Figure 4 KOH wet mount. KOH wet mount exhibiting the characteristic broad, non-septate, ribbon-like hyphae with wide-angle branching (KOH staining, ×40).

All patients tolerated the procedure well and were discharged after no residual lesion was noted on MRI. The surgical cavity was packed with a bismuth iodoform paraffin paste (BIPP) dressing through nasal antrostomy reducing dead space volume. Patients 1, 2, and 3 received liposomal amphotericin B i.v. in a total dose of 3 g (250 mg/day for 12 days), 2.98 g (270 mg/day for 11 days), and 4.125 g (275 mg daily for 15 days). They were prescribed posaconazole 300 mg orally once daily on discharge and were followed up regularly, showing satisfactory healing (Figure 5). No unanticipated or adverse events were observed following the surgical treatment and intervention in this case report. All patients were followed up for a period of 6 months and showed satisfactory healing.

Figure 5 Post-surgical clinical views for Case 3 exhibiting: (A) extensive intraoral maxillary defect with mobile soft tissue flap 10 days post-surgery; (B) defect showing gradual healing with decreased sloughing and mucous encrustations 4 weeks post-op; (C) completely healed defect with decreased size of communication between oral and nasal cavities at 4 months; (D) extra oral view after prosthetic rehabilitation. These images are published with the patient’s consent.

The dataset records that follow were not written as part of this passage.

//! Segmenter: partitions ordered segments into character-bounded batches.
//!
//! Batching is greedy: segments are appended to the current batch while the
//! running character count stays within the limit. A segment that would
//! overflow closes the current batch and opens the next one. A segment that
//! is larger than the limit on its own becomes a singleton batch; it is never
//! split or dropped.

mod types;

pub use types::{Batch, Segment, Terminator};

use thiserror::Error;

/// Default upper bound for the characters of one batch.
pub const DEFAULT_MAX_BATCH_CHARACTERS: usize = 500;

/// Errors that can occur while segmenting.
#[derive(Debug, Error, Clone, PartialEq, Eq)]
pub enum SegmentError {
    /// The extracted document contained no segments.
    #[error("No text content to translate")]
    NoContent,
}

/// Partition `segments` into ordered batches of at most `max_batch_characters`.
///
/// `segments[i].index` must equal `i`; batches reference segments by index.
pub fn segment(segments: &[Segment], max_batch_characters: usize) -> Result<Vec<Batch>, SegmentError> {
    if segments.is_empty() {
        return Err(SegmentError::NoContent);
    }

    let mut batches = Vec::new();
    let mut current = Batch::default();

    for segment in segments {
        let chars = segment.char_count();

        if current.char_count + chars > max_batch_characters {
            if current.is_empty() {
                // Oversized segment on an empty batch: emit it alone.
                current.add(segment, chars);
                batches.push(std::mem::take(&mut current));
            } else {
                batches.push(std::mem::take(&mut current));
                current.add(segment, chars);
            }
        } else {
            current.add(segment, chars);
        }
    }

    if !current.is_empty() {
        batches.push(current);
    }

    Ok(batches)
}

The demographic and clinical profiles of the patients have been outlined in Table 1.

Immediate feeding plates were fabricated to assist feeding in the interim, as a definite rehabilitation plan was being decided upon.

All procedures performed in this study were in accordance with the ethical standards of the institutional ethical committee of JSS Dental College & Hospital, and with the Helsinki Declaration (as revised in 2013). The authors certify that they have obtained all appropriate patient consent forms. All three patients gave their consent that their images and other clinical information could be used for scientific publication purposes. The patients understand that the names and initials will not be published and due efforts will be made to conceal their identity. A copy of the written consent is available for review by the editorial office of this journal.

Discussion

Rhino cerebral mucormycosis is the commonest clinical form of the infection, accounting for 30–50% of cases, and is fatal, if not treated within a week (16). The spores require a low O₂ environment, high glucose, and iron level, the presence of an acidic medium, and decreased phagocytic activity of white blood cells (WBCs) (17). This makes COVID-19 patients, especially those with diabetic ketoacidosis or concomitant steroid use, ideal hosts.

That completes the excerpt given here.